特集記事に興味があって購入した雑誌を、次号以降も本屋で手に取るかどうかは、その本の特集記事ではなく連載記事にかかっているんじゃないかと思います。そしてもっと言えば、ひとつふたつの面白い連載記事ではなく、連載記事全体と特集とを含めて感じられる雑誌の雰囲気が、次号も見てみようかなという気にさせるのではないかと思います。

数年前からRSSリーダーを使うようになり、ブログごとの定期購読が日常化しました。iPhoneを買ってからは、Twitterのポストから記事単位でさっと参照することも増えました。そうした記事を読むときは、まずさーっと前半部分に目を通して、読むか読まないか、流し読みかじっくり読みか決めるというパターンが多いです。RSSリーダーの場合は未読消化という目標もありますし、Twitterの場合は読んでるうちにタイムラインが変化していくわけで、スピード優先で情報を得ていくという意識が高いです。レイアウトなんかも読むのに邪魔でなければいい。サッと読んで、次。気になるものはブックマークなり、ふぁぼっておくなりする。

一方で雑誌はどうか。少なくとも僕は、雑誌の記事は頭から一定のスピードで読んでいきます。速すぎず遅すぎず。あまり焦ったりしない。レイアウトや図版は、読みやすさと視覚的楽しさを求めます。そこには情報収集のスピードよりも、読んでいくことの楽しさ、読んでいる時間の充実が大切だと思っています。

面白い連載がいくつあるか?それぞれの連載にいくら出せるか?なんて観点で雑誌を評価したら、1,000円以上の雑誌を定期購読するのは高すぎると感じます。連載は毎月面白いとは限らないし、つまらない特集で紙面の大半が割かれてガッカリということもあります。でも、それでも大抵は次号も手に取るのはなぜか。
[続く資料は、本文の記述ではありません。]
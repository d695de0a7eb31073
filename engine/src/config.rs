use std::{
    fs,
    path::{Path, PathBuf},
    time::Duration,
};

use color_eyre::{
    Result,
    eyre::{WrapErr as _, eyre},
};
use serde::{Deserialize, Serialize};

use crate::polling::{Cadence, TaskFamily};

pub const DEFAULT_BASE_URL: &str = "https://dashscope.aliyuncs.com/api/v1";
pub const API_KEY_VAR: &str = "DASHSCOPE_API_KEY";
const CONFIG_FILE: &str = "bailian.ron";

/// Settings kept in `bailian.ron` in the local config dir. Every field is
/// optional in the file; missing ones fall back to the defaults.
#[derive(Debug, Clone, PartialEq, Eq, Serialize, Deserialize)]
#[serde(default)]
pub struct Config {
    pub base_url: String,
    pub short_tasks: PollSettings,
    pub long_tasks: PollSettings,
}

#[derive(Debug, Clone, Copy, PartialEq, Eq, Serialize, Deserialize)]
pub struct PollSettings {
    pub interval_secs: u64,
    pub max_wait_secs: u64,
}

impl Default for Config {
    fn default() -> Self {
        Self {
            base_url: DEFAULT_BASE_URL.into(),
            short_tasks: Cadence::SHORT.into(),
            long_tasks: Cadence::LONG.into(),
        }
    }
}

impl Config {
    /// A zero interval would poll the API nonstop.
    pub fn validate(&self) -> Result<()> {
        for (name, settings) in [
            ("short_tasks", self.short_tasks),
            ("long_tasks", self.long_tasks),
        ] {
            if settings.interval_secs == 0 {
                return Err(eyre!("{name}.interval_secs must be at least 1"));
            }
        }
        Ok(())
    }

    pub fn cadence(&self, family: TaskFamily) -> Cadence {
        match family {
            TaskFamily::Short => self.short_tasks.into(),
            TaskFamily::Long => self.long_tasks.into(),
        }
    }
}

impl From<PollSettings> for Cadence {
    fn from(s: PollSettings) -> Self {
        Cadence::new(
            Duration::from_secs(s.interval_secs),
            Duration::from_secs(s.max_wait_secs),
        )
    }
}

impl From<Cadence> for PollSettings {
    fn from(c: Cadence) -> Self {
        Self {
            interval_secs: c.interval.as_secs(),
            max_wait_secs: c.max_wait.as_secs(),
        }
    }
}

pub fn config_path() -> Result<PathBuf> {
    Ok(dirs::config_local_dir()
        .ok_or(eyre!("Couldn't get config dir"))?
        .join(CONFIG_FILE))
}

/// Loads the config file if there is one.
pub fn load_config() -> Result<Option<Config>> {
    let path = config_path()?;
    if !path.exists() {
        Ok(None)
    } else {
        load_config_file(&path).map(Some)
    }
}

pub fn load_config_file(path: &Path) -> Result<Config> {
    let src = fs::read_to_string(path)?;
    let config: Config =
        ron::from_str(&src).wrap_err_with(|| format!("Invalid config file {}", path.display()))?;
    config
        .validate()
        .wrap_err_with(|| format!("Invalid config file {}", path.display()))?;
    Ok(config)
}

pub fn save_config_file(path: &Path, config: &Config) -> Result<()> {
    let src = ron::ser::to_string_pretty(config, ron::ser::PrettyConfig::default())?;
    Ok(fs::write(path, src)?)
}

#[cfg(test)]
mod test {
    use super::*;

    #[test]
    fn partial_file_keeps_defaults() {
        let dir = tempfile::tempdir().unwrap();
        let path = dir.path().join(CONFIG_FILE);
        fs::write(&path, "(long_tasks: (interval_secs: 10, max_wait_secs: 1200))").unwrap();

        let config = load_config_file(&path).unwrap();

        assert_eq!(config.base_url, DEFAULT_BASE_URL);
        assert_eq!(config.cadence(TaskFamily::Short), Cadence::SHORT);
        assert_eq!(
            config.cadence(TaskFamily::Long),
            Cadence::new(Duration::from_secs(10), Duration::from_secs(1200))
        );
    }

    #[test]
    fn save_then_load() {
        let dir = tempfile::tempdir().unwrap();
        let path = dir.path().join(CONFIG_FILE);
        let config = Config {
            base_url: "http://localhost:8080/api/v1".into(),
            ..Default::default()
        };

        save_config_file(&path, &config).unwrap();

        assert_eq!(load_config_file(&path).unwrap(), config);
    }

    #[test]
    fn zero_interval_is_refused() {
        let dir = tempfile::tempdir().unwrap();
        let path = dir.path().join(CONFIG_FILE);
        fs::write(&path, "(short_tasks: (interval_secs: 0, max_wait_secs: 300))").unwrap();

        let err = load_config_file(&path).unwrap_err();

        assert!(format!("{err}").starts_with("Invalid config file"));
        assert!(
            err.chain()
                .any(|cause| cause.to_string() == "short_tasks.interval_secs must be at least 1")
        );
    }

    #[test]
    fn garbage_is_reported_with_path() {
        let dir = tempfile::tempdir().unwrap();
        let path = dir.path().join(CONFIG_FILE);
        fs::write(&path, "not ron at all {").unwrap();

        let err = load_config_file(&path).unwrap_err();
        assert!(format!("{err}").starts_with("Invalid config file"));
    }
}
雑誌を読んで過ごすというその時間全体に対して、面白い記事があるかもしれないという期待に対して、僕はお金を払っているような気がします。

今だから必要な情報、読めばすぐその役目を終えるような情報と、ネットは非常に相性がいいと感じます。速報性に優れているし、クリック1つで手に入れられます。iPhoneのようなモバイルデバイスがあれば、場所も時間も選びません。さらなる情報を検索するのも簡単。記事単位、コンテンツ単位で取り扱える手軽さがあります。

だからこそ、雑誌はそういう情報で勝負しても仕方がないと思うんですよね。その土俵じゃ、逆立ちしたって勝てない。紙の上、紙の束という固定した場所だからこそ追求できる表現をすればいいし、いくつかの情報をまとめること、情報を時間をかけて再編集することに良さを出せばいいと思うのです。
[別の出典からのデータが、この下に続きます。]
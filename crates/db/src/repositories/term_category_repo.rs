//! Repository for the `term_category_relations` join table.
//!
//! Every call goes straight to the database; nothing is cached. Multi-row
//! writes are issued one statement at a time with no internal rollback, so
//! callers that need all-or-nothing behaviour pass a transaction.

use termkeeper_core::types::CategoryId;

use crate::DbConn;

/// Maintains the many-to-many link between terms and categories.
pub struct TermCategoryRepo;

impl TermCategoryRepo {
    /// Insert one relation row per id, in the given order. Duplicates in
    /// `category_ids` produce duplicate rows.
    pub async fn link_all(
        conn: &mut DbConn,
        term_id: &str,
        category_ids: &[CategoryId],
    ) -> Result<(), sqlx::Error> {
        for category_id in category_ids {
            sqlx::query(
                "INSERT INTO term_category_relations (fk_term_id, fk_category_id) VALUES ($1, $2)",
            )
            .bind(term_id)
            .bind(category_id)
            .execute(&mut *conn)
            .await?;
        }
        Ok(())
    }

    /// Replace all relations of `term_id` with exactly `category_ids`.
    pub async fn replace_all(
        conn: &mut DbConn,
        term_id: &str,
        category_ids: &[CategoryId],
    ) -> Result<(), sqlx::Error> {
        Self::delete_all(conn, term_id).await?;
        Self::link_all(conn, term_id, category_ids).await
    }

    /// Category ids linked to `term_id`, in database order.
    pub async fn list_category_ids(
        conn: &mut DbConn,
        term_id: &str,
    ) -> Result<Vec<CategoryId>, sqlx::Error> {
        sqlx::query_scalar::<_, CategoryId>(
            "SELECT fk_category_id FROM term_category_relations WHERE fk_term_id = $1",
        )
        .bind(term_id)
        .fetch_all(&mut *conn)
        .await
    }

    /// Remove all relations of `term_id`. Returns the number of rows removed;
    /// zero is not an error.
    pub async fn delete_all(conn: &mut DbConn, term_id: &str) -> Result<u64, sqlx::Error> {
        let result = sqlx::query("DELETE FROM term_category_relations WHERE fk_term_id = $1")
            .bind(term_id)
            .execute(&mut *conn)
            .await?;
        Ok(result.rows_affected())
    }
}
僕が思う良い雑誌ってそこに意志を感じるし、その意志に感じるものがあるから次号も手に取ろうかなと思うのですが、最近どんどんそういう雑誌が減ってきているような気がします。てんでバラバラな連載群、なにがしたいのか分からないインタビュー記事、誤植だらけかつ意味の通らない文章。誌面レイアウトも、なんかほんとにテキトーに原稿流し込んだだけというか、そう作れるようにできてるというか。トータルで、雑誌を買う喜びが感じられない、雑誌の読者であることに誇りが持てないんです。
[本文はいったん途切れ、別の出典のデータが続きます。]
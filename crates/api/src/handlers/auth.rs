//! Handlers for account creation and login.

use axum::extract::State;
use axum::http::StatusCode;
use axum::response::IntoResponse;
use axum::Json;
use serde::{Deserialize, Serialize};
use termkeeper_core::error::CoreError;
use termkeeper_db::models::user::{CreateUser, UserResponse};
use termkeeper_db::repositories::UserRepo;
use validator::Validate;

use crate::auth::jwt::generate_access_token;
use crate::auth::password::{
    hash_password, validate_password_strength, verify_password, MIN_PASSWORD_LENGTH,
};
use crate::error::{AppError, AppResult};
use crate::response::DataResponse;
use crate::state::AppState;

// ---------------------------------------------------------------------------
// Request / response types
// ---------------------------------------------------------------------------

/// Request body for `POST /signup`.
#[derive(Debug, Deserialize, Validate)]
pub struct SignupRequest {
    #[validate(length(min = 1, max = 255, message = "Name is required"))]
    pub name: String,
    #[validate(email(message = "Email is invalid"))]
    pub email: String,
    pub password: String,
}

/// Request body for `POST /login`.
#[derive(Debug, Deserialize)]
pub struct LoginRequest {
    pub email: String,
    pub password: String,
}

/// Successful login response.
#[derive(Debug, Serialize)]
pub struct TokenResponse {
    pub token: String,
}

// ---------------------------------------------------------------------------
// Handlers
// ---------------------------------------------------------------------------

/// POST /api/v1/signup
///
/// Register a new user. Fails with 409 when the email is already taken.
pub async fn signup(
    State(state): State<AppState>,
    Json(input): Json<SignupRequest>,
) -> AppResult<impl IntoResponse> {
    input
        .validate()
        .map_err(|e| AppError::Core(CoreError::Validation(e.to_string())))?;
    validate_password_strength(&input.password, MIN_PASSWORD_LENGTH)
        .map_err(|msg| AppError::Core(CoreError::Validation(msg)))?;

    let mut conn = state.pool.acquire().await?;
    if UserRepo::email_exists(&mut conn, &input.email).await? {
        return Err(AppError::Core(CoreError::Conflict(
            "Email is already registered".into(),
        )));
    }

    let password_hash = hash_password(&input.password)
        .map_err(|e| AppError::InternalError(format!("Password hashing error: {e}")))?;

    let user = UserRepo::create(
        &mut conn,
        state.ids.as_ref(),
        &CreateUser {
            name: input.name,
            email: input.email,
            password_hash,
        },
    )
    .await?;

    tracing::info!(user_id = %user.id, "User signed up");

    Ok((
        StatusCode::CREATED,
        Json(DataResponse {
            data: UserResponse::from(user),
        }),
    ))
}

/// POST /api/v1/login
///
/// Authenticate with email and password. Returns a bearer token.
pub async fn login(
    State(state): State<AppState>,
    Json(input): Json<LoginRequest>,
) -> AppResult<Json<DataResponse<TokenResponse>>> {
    let mut conn = state.pool.acquire().await?;
    let user = UserRepo::find_by_email(&mut conn, &input.email)
        .await?
        .ok_or_else(invalid_credentials)?;

    let password_valid = verify_password(&input.password, &user.password_hash)
        .map_err(|e| AppError::InternalError(format!("Password verification error: {e}")))?;
    if !password_valid {
        return Err(invalid_credentials());
    }

    let token = generate_access_token(&user.id, &user.name, &state.config.jwt)
        .map_err(|e| AppError::InternalError(format!("Token generation error: {e}")))?;

    tracing::info!(user_id = %user.id, "User logged in");

    Ok(Json(DataResponse {
        data: TokenResponse { token },
    }))
}

fn invalid_credentials() -> AppError {
    AppError::Core(CoreError::Unauthorized(
        "Invalid email or password".into(),
    ))
}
そんな適当な雑誌なら、記事単位でバラバラにしてネットに流せばいい。たぶん個々の記事レベルになったら、ますますコンテンツの魅力がなくなると思うんですよね。逆に言えば、ネットに流れる情報と同じレベルのものをただ集めたって、お金を払ってもらえる雑誌にはならない。ネットが十分に使えない人には需要があるかもしれないけれど、それでは市場は先細るだけじゃないでしょうか。

そう言えば、先日始まったNHKの朝ドラも、担当雑誌の廃刊によって出版社をクビになった主人公の話だったような。不況もあって雑誌が売れない、予算は削減されるというのはわかります。でも、みんなに「雑誌なんて価値がない」と本当に思われてしまったら、永遠に雑誌は復活できません。雑誌編集者には、もっと奮起してもらって、雑誌っていいなって思えるものを作ってもらいたいです。